Cheguei de ressaca à Agência hoje de manhã, pois ontem fui
comemorar os meus 26 anos com alguns amigos num bar. Dormir às três da manhã no
meio da semana não tem nada de mais quando a data é importante, e, em todo
caso, ganhara 4 centímetros depois dos meus 13 anos... Não podia deixar de
comemorar isso! A Agência era como chamávamos carinhosamente os nossos 200
metros quadrados de escritório nas proximidades dos Champs-Élysées, onde
a nossa equipa de assessores de imprensa trabalhava muito para promover cantores
talentosos e promissores. Os nossos clientes eram editoras de discos
sobrecarregadas e também músicos independentes, que deduzem que a fama demora
demais a estender as asas sobre as suas cabeças. Para ajudá-los, assediávamos
os jornais, as rádios e as emissoras de TV. Organizávamos entrevistas e colectivas,
planeávamos viagens e às vezes os acompanhávamos. Amava esse trabalho, que me
fazia esquecer da hora e me permitia conviver com essas pessoas curiosas que chamamos
de artistas, muitas vezes caricatas, porém quase nunca desinteressantes,
dispostas a morrer para serem reconhecidas. Além do mais, sempre gostei de
música, tanto a denominada clássica
quanto a pop, do violoncelo ao
acordeão. Ela transforma a dor em poesia e, às vezes, o
infortúnio em ópera. Impossível viver sem ela. Imaginam um mundo sem passarinhos?
No
dia seguinte ao meu aniversário, estava ao telefone, um pouco cansada apesar do
expresso duplo que bebera, perturbando um jornalista, quando alguém bateu no
vidro da minha sala e avisou que o chefe estava chamando-me. Henri Desjoyaux,
fundador da Agência, que tem apenas 35 anos, é um bonitão com dentes grandes. Faz
questão de que o chamemos pelo nome e trabalhemos todos juntos, uns colaborando
com os outros. Havia um homenzinho com ele: na casa dos 50, terno com colete,
cabelos cheios e grisalhos e um olhar fulminante por trás das grossas lentes
dos óculos. Laura, apresento-lhe um grande amigo meu: David May. Com a sua mão
pequena e cabeluda, ele triturou os meus dedos. Pode-me chamar de David, já
que, pelo visto, a Laura vai salvar-nos!, declarou o homenzinho com voz áspera.

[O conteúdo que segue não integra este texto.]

//! Error types for the retrieval engine.

use thiserror::Error;

/// Result type alias using RagError.
pub type Result<T> = std::result::Result<T, RagError>;

/// Errors that can occur in the retrieval engine.
#[derive(Error, Debug)]
pub enum RagError {
    /// Invalid argument provided (bad k, bad alpha, empty query set).
    #[error("Invalid argument: {message}")]
    InvalidArgument { message: String },

    /// Vector length differs from the configured embedding dimension.
    #[error("Dimension mismatch: expected {expected}, got {actual}")]
    DimensionMismatch { expected: usize, actual: usize },

    /// Generation collaborator failed or returned degenerate output.
    #[error("Generation error: {message}")]
    Generation { message: String },

    /// A sub-query of a multi-query retrieval failed.
    #[error(
        "Retrieval failed for sub-query {query_index} ({query:?}), {failed} sub-query(s) failed: {source}"
    )]
    AggregateRetrieval {
        query_index: usize,
        query: String,
        failed: usize,
        #[source]
        source: Box<RagError>,
    },

    /// A scored chunk id does not resolve to a chunk in the corpus.
    #[error("Data consistency error: chunk {chunk_id} is not in the corpus")]
    DataConsistency { chunk_id: String },

    /// IO error.
    #[error("IO error: {0}")]
    Io(#[from] std::io::Error),

    /// Serialization error.
    #[error("Serialization error: {0}")]
    Serialization(#[from] serde_json::Error),

    /// Configuration error.
    #[error("Configuration error: {message}")]
    Config { message: String },

    /// Internal error (unexpected).
    #[error("Internal error: {message}")]
    Internal { message: String },
}

/// Coarse error classification used by callers to decide on retries.
#[derive(Debug, Clone, Copy, PartialEq, Eq)]
pub enum ErrorKind {
    InvalidArgument,
    Generation,
    AggregateRetrieval,
    DataConsistency,
    Config,
    Internal,
}

impl RagError {
    /// Create an invalid argument error.
    pub fn invalid_argument(message: impl Into<String>) -> Self {
        Self::InvalidArgument {
            message: message.into(),
        }
    }

    /// Create a generation error.
    pub fn generation(message: impl Into<String>) -> Self {
        Self::Generation {
            message: message.into(),
        }
    }

    /// Create a data consistency error for a dangling chunk id.
    pub fn data_consistency(chunk_id: impl Into<String>) -> Self {
        Self::DataConsistency {
            chunk_id: chunk_id.into(),
        }
    }

    /// Create a configuration error.
    pub fn config(message: impl Into<String>) -> Self {
        Self::Config {
            message: message.into(),
        }
    }

    /// Create an internal error.
    pub fn internal(message: impl Into<String>) -> Self {
        Self::Internal {
            message: message.into(),
        }
    }

    /// Get the error kind.
    pub fn kind(&self) -> ErrorKind {
        match self {
            Self::InvalidArgument { .. } | Self::DimensionMismatch { .. } => {
                ErrorKind::InvalidArgument
            }
            Self::Generation { .. } => ErrorKind::Generation,
            Self::AggregateRetrieval { .. } => ErrorKind::AggregateRetrieval,
            Self::DataConsistency { .. } => ErrorKind::DataConsistency,
            Self::Config { .. } => ErrorKind::Config,
            Self::Io(_) | Self::Serialization(_) | Self::Internal { .. } => ErrorKind::Internal,
        }
    }

    /// Whether a caller may retry the failed operation (with backoff).
    ///
    /// Only generation failures are transient. An aggregate failure is
    /// retryable exactly when the sub-query failure it wraps is.
    pub fn is_retryable(&self) -> bool {
        match self {
            Self::Generation { .. } => true,
            Self::AggregateRetrieval { source, .. } => source.is_retryable(),
            _ => false,
        }
    }

    /// Get the error code for service responses.
    pub fn error_code(&self) -> &'static str {
        match self {
            Self::InvalidArgument { .. } => "INVALID_ARGUMENT",
            Self::DimensionMismatch { .. } => "DIMENSION_MISMATCH",
            Self::Generation { .. } => "GENERATION_ERROR",
            Self::AggregateRetrieval { .. } => "AGGREGATE_RETRIEVAL_ERROR",
            Self::DataConsistency { .. } => "DATA_CONSISTENCY_ERROR",
            Self::Io(_) => "IO_ERROR",
            Self::Serialization(_) => "SERIALIZATION_ERROR",
            Self::Config { .. } => "CONFIG_ERROR",
            Self::Internal { .. } => "INTERNAL_ERROR",
        }
    }
}

#[cfg(test)]
mod tests {
    use super::*;

    #[test]
    fn test_error_display() {
        let err = RagError::DimensionMismatch {
            expected: 384,
            actual: 3,
        };
        assert!(err.to_string().contains("384"));
        assert!(err.to_string().contains('3'));

        let err = RagError::data_consistency("chunk-7");
        assert!(err.to_string().contains("chunk-7"));
    }

    #[test]
    fn test_error_codes() {
        assert_eq!(
            RagError::invalid_argument("k must be >= 1").error_code(),
            "INVALID_ARGUMENT"
        );
        assert_eq!(RagError::generation("empty").error_code(), "GENERATION_ERROR");
        assert_eq!(
            RagError::data_consistency("x").error_code(),
            "DATA_CONSISTENCY_ERROR"
        );
    }

    #[test]
    fn test_kinds_and_retry() {
        let mismatch = RagError::DimensionMismatch {
            expected: 4,
            actual: 2,
        };
        assert_eq!(mismatch.kind(), ErrorKind::InvalidArgument);
        assert!(!mismatch.is_retryable());

        assert!(RagError::generation("timeout").is_retryable());
        assert!(!RagError::data_consistency("x").is_retryable());

        let aggregate = RagError::AggregateRetrieval {
            query_index: 2,
            query: "sublease income".to_string(),
            failed: 1,
            source: Box::new(RagError::generation("connection reset")),
        };
        assert_eq!(aggregate.kind(), ErrorKind::AggregateRetrieval);
        assert!(aggregate.is_retryable());
        assert!(aggregate.to_string().contains("sublease income"));
    }
}
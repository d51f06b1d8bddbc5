//! Core traits defining the interfaces to external collaborators.

use async_trait::async_trait;

use crate::error::Result;

/// Embedding model trait.
///
/// Implementations must be deterministic for identical input within a
/// session and always return vectors of `dimension()` length.
#[async_trait]
pub trait Embedder: Send + Sync {
    /// Embed a batch of chunk texts.
    async fn embed_documents(&self, texts: &[&str]) -> Result<Vec<Vec<f32>>>;

    /// Embed a single query text.
    async fn embed_query(&self, text: &str) -> Result<Vec<f32>>;

    /// Get the embedding dimension.
    fn dimension(&self) -> usize;
}

/// Text generation model trait.
///
/// Used both to paraphrase queries and to answer from retrieved context.
#[async_trait]
pub trait Generator: Send + Sync {
    /// Generate a completion for `prompt`.
    async fn generate(&self, prompt: &str, temperature: f32) -> Result<String>;

    /// Model identifier, for logging.
    fn model_name(&self) -> &str;
}
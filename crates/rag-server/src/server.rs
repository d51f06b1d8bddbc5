//! Request/response server implementation.

use std::sync::Arc;

use serde::de::DeserializeOwned;
use serde::{Deserialize, Serialize};
use serde_json::{json, Value};
use tracing::info;

use rag_core::{
    BudgetUnit, Embedder, Generator, RagConfig, RagError, Result, RetrievalResult, SearchMode,
};
use rag_embed::HashingEmbedder;
use rag_generate::{AnswerSynthesizer, QueryExpander};
use rag_index::Corpus;
use rag_query::{HybridSearchEngine, MultiQueryConfig, MultiQueryRetriever, QueryConfig};

/// RAG server state.
pub struct RagServer {
    /// Loaded configuration.
    config: RagConfig,

    /// Corpus snapshot.
    corpus: Arc<Corpus>,

    /// Query embedder.
    embedder: Arc<dyn Embedder>,

    /// Single-query engine.
    engine: HybridSearchEngine,

    /// Paraphrase generator for `rag_expand`.
    expander: QueryExpander<dyn Generator>,

    /// Multi-query retriever.
    retriever: MultiQueryRetriever<dyn Embedder, dyn Generator>,

    /// Answer synthesizer.
    synthesizer: AnswerSynthesizer<dyn Generator>,
}

/// Search request parameters.
#[derive(Debug, Default, Deserialize, Serialize)]
pub struct SearchParams {
    /// The search query.
    pub query: String,

    /// Maximum number of results (default from config, capped at `max_top_k`).
    pub top_k: Option<usize>,

    /// Search mode (default from config).
    pub mode: Option<SearchMode>,

    /// Semantic weight for hybrid mode (default from config).
    pub alpha: Option<f32>,
}

/// Multi-query retrieval parameters.
#[derive(Debug, Default, Deserialize, Serialize)]
pub struct RetrieveParams {
    /// The question to retrieve for.
    pub query: String,

    /// Results per sub-query.
    pub top_k: Option<usize>,

    /// Search mode for every sub-query.
    pub mode: Option<SearchMode>,

    /// Number of paraphrases.
    pub n_expansions: Option<usize>,

    /// Whether to search the original query too.
    pub include_original: Option<bool>,

    /// Cap on the merged result.
    pub max_results: Option<usize>,
}

/// Expansion parameters.
#[derive(Debug, Default, Deserialize, Serialize)]
pub struct ExpandParams {
    /// The query to paraphrase.
    pub query: String,

    /// Number of paraphrases.
    pub n: Option<usize>,
}

/// Question answering parameters.
#[derive(Debug, Default, Deserialize, Serialize)]
pub struct AskParams {
    /// The question.
    pub query: String,

    /// Results per query.
    pub top_k: Option<usize>,

    /// Search mode.
    pub mode: Option<SearchMode>,

    /// Paraphrases to search; 0 or unset runs a single search.
    pub n_expansions: Option<usize>,

    /// Context budget limit.
    pub context_budget: Option<usize>,

    /// Unit of `context_budget`.
    pub budget_unit: Option<BudgetUnit>,
}

/// Tool result.
#[derive(Debug, Clone, Serialize, Deserialize)]
pub struct ToolResult {
    /// Whether the operation was successful.
    pub success: bool,

    /// Result message or content.
    pub message: String,

    /// Stable error code on failure.
    #[serde(default, skip_serializing_if = "Option::is_none")]
    pub error_code: Option<String>,

    /// Structured result on success.
    #[serde(default, skip_serializing_if = "Option::is_none")]
    pub data: Option<Value>,
}

impl ToolResult {
    pub fn success(message: impl Into<String>, data: Value) -> Self {
        Self {
            success: true,
            message: message.into(),
            error_code: None,
            data: Some(data),
        }
    }

    pub fn error(context: &str, error: &RagError) -> Self {
        Self {
            success: false,
            message: format!("{}: {}", context, error),
            error_code: Some(error.error_code().to_string()),
            data: None,
        }
    }

    fn with_data<T: Serialize>(message: String, data: &T) -> Self {
        match serde_json::to_value(data) {
            Ok(value) => Self::success(message, value),
            Err(e) => Self::error("Failed to encode result", &RagError::from(e)),
        }
    }
}

impl RagServer {
    /// Create a server over an already-built corpus.
    ///
    /// The embedder must produce vectors of the corpus dimension.
    pub fn new(
        corpus: Arc<Corpus>,
        embedder: Arc<dyn Embedder>,
        generator: Arc<dyn Generator>,
        config: RagConfig,
    ) -> Result<Self> {
        if embedder.dimension() != corpus.dimension() {
            return Err(RagError::DimensionMismatch {
                expected: corpus.dimension(),
                actual: embedder.dimension(),
            });
        }

        info!(
            "Initializing RAG server with {} chunks, generator {}",
            corpus.len(),
            generator.model_name()
        );

        let engine = HybridSearchEngine::new(corpus.clone());
        let expander = QueryExpander::new(generator.clone(), &config.generation);
        let retriever = MultiQueryRetriever::new(
            engine.clone(),
            embedder.clone(),
            QueryExpander::new(generator.clone(), &config.generation),
        );
        let synthesizer = AnswerSynthesizer::new(corpus.clone(), generator, &config.generation);

        Ok(Self {
            config,
            corpus,
            embedder,
            engine,
            expander,
            retriever,
            synthesizer,
        })
    }

    /// Load the corpus file named by `config.corpus_path` and embed it with
    /// a [`HashingEmbedder`] of the configured dimension.
    pub async fn load(config: RagConfig, generator: Arc<dyn Generator>) -> Result<Self> {
        info!("Loading corpus from {:?}", config.corpus_path);

        let embedder = Arc::new(HashingEmbedder::with_dimension(config.index.dimension));
        let corpus =
            Corpus::load_jsonl(&config.corpus_path, embedder.as_ref(), config.index.clone()).await?;

        Self::new(Arc::new(corpus), embedder, generator, config)
    }

    /// The corpus being served.
    pub fn corpus(&self) -> &Arc<Corpus> {
        &self.corpus
    }

    /// Get the server info.
    pub fn info() -> ServerInfo {
        ServerInfo {
            name: "rag-hybrid".to_string(),
            version: env!("CARGO_PKG_VERSION").to_string(),
            description: "Local hybrid search and multi-query RAG engine".to_string(),
        }
    }

    /// List available tools.
    pub fn tools() -> Vec<ToolInfo> {
        vec![
            ToolInfo {
                name: "rag_search".to_string(),
                description: "Search the corpus with hybrid, semantic or keyword ranking".to_string(),
            },
            ToolInfo {
                name: "rag_retrieve".to_string(),
                description: "Expand a question into paraphrases, search each and merge".to_string(),
            },
            ToolInfo {
                name: "rag_expand".to_string(),
                description: "Generate paraphrases of a query".to_string(),
            },
            ToolInfo {
                name: "rag_ask".to_string(),
                description: "Answer a question grounded on retrieved chunks".to_string(),
            },
            ToolInfo {
                name: "rag_stats".to_string(),
                description: "Get statistics about the corpus".to_string(),
            },
        ]
    }

    /// Dispatch a tool call by name with JSON arguments.
    pub async fn call(&self, tool: &str, arguments: Value) -> ToolResult {
        match tool {
            "rag_search" => match parse(arguments) {
                Ok(params) => self.search(params).await,
                Err(result) => result,
            },
            "rag_retrieve" => match parse(arguments) {
                Ok(params) => self.retrieve(params).await,
                Err(result) => result,
            },
            "rag_expand" => match parse(arguments) {
                Ok(params) => self.expand(params).await,
                Err(result) => result,
            },
            "rag_ask" => match parse(arguments) {
                Ok(params) => self.ask(params).await,
                Err(result) => result,
            },
            "rag_stats" => self.stats(),
            _ => ToolResult::error(
                "Call failed",
                &RagError::invalid_argument(format!("unknown tool '{}'", tool)),
            ),
        }
    }

    /// Search the corpus.
    pub async fn search(&self, params: SearchParams) -> ToolResult {
        info!("Searching for: {:?}", params.query);

        match self.run_search(&params).await {
            Ok(result) => ToolResult::with_data(self.format_results(&result), &result),
            Err(e) => ToolResult::error("Search failed", &e),
        }
    }

    /// Multi-query retrieval.
    pub async fn retrieve(&self, params: RetrieveParams) -> ToolResult {
        info!("Retrieving for: {:?}", params.query);

        match self.run_retrieve(&params).await {
            Ok(result) => ToolResult::with_data(self.format_results(&result), &result),
            Err(e) => ToolResult::error("Retrieval failed", &e),
        }
    }

    /// Paraphrase a query.
    pub async fn expand(&self, params: ExpandParams) -> ToolResult {
        let n = params.n.unwrap_or(self.config.expansion.n_expansions);

        match self.expander.expand(&params.query, n).await {
            Ok(variants) => {
                let mut output = format!("Generated {} variants:\n\n", variants.len());
                for (i, variant) in variants.iter().enumerate() {
                    output.push_str(&format!("{}. {}\n", i + 1, variant));
                }
                ToolResult::success(output, json!({ "query": params.query, "variants": variants }))
            }
            Err(e) => ToolResult::error("Expansion failed", &e),
        }
    }

    /// Answer a question from retrieved context.
    pub async fn ask(&self, params: AskParams) -> ToolResult {
        info!("Answering: {:?}", params.query);

        let n_expansions = params.n_expansions.unwrap_or(0);
        let retrieved = if n_expansions > 0 {
            self.run_retrieve(&RetrieveParams {
                query: params.query.clone(),
                top_k: params.top_k,
                mode: params.mode,
                n_expansions: Some(n_expansions),
                ..Default::default()
            })
            .await
        } else {
            self.run_search(&SearchParams {
                query: params.query.clone(),
                top_k: params.top_k,
                mode: params.mode,
                alpha: None,
            })
            .await
        };

        let retrieved = match retrieved {
            Ok(result) => result,
            Err(e) => return ToolResult::error("Retrieval failed", &e),
        };

        let mut synthesis = self.config.synthesis.clone();
        if let Some(limit) = params.context_budget {
            synthesis.context_budget = limit;
        }
        if let Some(unit) = params.budget_unit {
            synthesis.budget_unit = unit;
        }

        match self
            .synthesizer
            .synthesize(&params.query, &retrieved, synthesis.budget())
            .await
        {
            Ok(answer) => {
                let mut output = answer.text.clone();
                if !answer.citations.is_empty() {
                    output.push_str(&format!("\n\nSources: {}", answer.citations.join(", ")));
                }
                ToolResult::with_data(output, &answer)
            }
            Err(e) => ToolResult::error("Answer failed", &e),
        }
    }

    /// Get statistics.
    pub fn stats(&self) -> ToolResult {
        let stats = self.corpus.stats();

        let mut output = String::from("Corpus statistics:\n\n");
        output.push_str(&format!("- Chunks: {}\n", stats.chunks));
        output.push_str(&format!("- Terms: {}\n", stats.terms));
        output.push_str(&format!("- Dimension: {}\n", stats.dimension));
        output.push_str(&format!("- Similarity: {}\n", stats.similarity));
        output.push_str(&format!("- Avg terms per chunk: {:.1}\n", stats.avg_chunk_terms));

        ToolResult::with_data(output, &stats)
    }

    /// Search settings from config, overridden by the request.
    fn query_config(
        &self,
        top_k: Option<usize>,
        mode: Option<SearchMode>,
        alpha: Option<f32>,
    ) -> QueryConfig {
        let search = &self.config.search;
        let mut config = QueryConfig::from_search_config(search);

        config.top_k = top_k.unwrap_or(search.default_top_k).min(search.max_top_k);
        if let Some(mode) = mode {
            config.mode = mode;
        }
        if let Some(alpha) = alpha {
            config.alpha = alpha;
        }
        config
    }

    async fn run_search(&self, params: &SearchParams) -> Result<RetrievalResult> {
        if params.query.trim().is_empty() {
            return Err(RagError::invalid_argument("query must not be empty"));
        }

        let config = self.query_config(params.top_k, params.mode, params.alpha);
        let vector = match config.mode {
            SearchMode::Keyword => Vec::new(),
            SearchMode::Semantic | SearchMode::Hybrid => {
                self.embedder.embed_query(&params.query).await?
            }
        };

        self.engine.search(&params.query, &vector, &config)
    }

    async fn run_retrieve(&self, params: &RetrieveParams) -> Result<RetrievalResult> {
        let mut config = MultiQueryConfig::from_config(&self.config);
        config.query = self.query_config(params.top_k, params.mode, None);
        if let Some(n) = params.n_expansions {
            config.n_expansions = n;
        }
        if let Some(include_original) = params.include_original {
            config.include_original = include_original;
        }
        if params.max_results.is_some() {
            config.max_results = params.max_results;
        }

        self.retriever.retrieve(&params.query, &config).await
    }

    fn format_results(&self, result: &RetrievalResult) -> String {
        let mut output = format!("Found {} results:\n\n", result.len());

        for scored in result.iter() {
            let Some(chunk) = self.corpus.get(&scored.chunk_id) else {
                continue;
            };
            output.push_str(&format!(
                "---\n[{}] {} {} (score: {:.3})\n",
                scored.rank, scored.chunk_id, chunk.source_uri, scored.score
            ));
            output.push_str(&format!("{}\n\n", chunk.text));
        }

        output
    }
}

fn parse<T: DeserializeOwned>(arguments: Value) -> std::result::Result<T, ToolResult> {
    serde_json::from_value(arguments)
        .map_err(|e| ToolResult::error("Invalid parameters", &RagError::from(e)))
}

/// Server info.
#[derive(Debug, Serialize)]
pub struct ServerInfo {
    pub name: String,
    pub version: String,
    pub description: String,
}

/// Tool info.
#[derive(Debug, Serialize)]
pub struct ToolInfo {
    pub name: String,
    pub description: String,
}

Voltei a minha atenção para Henri, que me esclareceu: David é o agente de Claudio
Roman. Claudio Roman é um tenor tão célebre na França quanto no estrangeiro. É
tão disputado que não é preciso bajular a imprensa para promovê-lo. Segundo os
boatos, é também um sedutor e um grande crápula. Se não me engano, não está
longe dos 40 anos. Além disso, é cego».
In
Janine
Boissard, Pela Luz dos Olhos Seus, 2003, Editora Arqueiro, 2013, tradução de
André Teles, ISBN 978-858-041-211-6.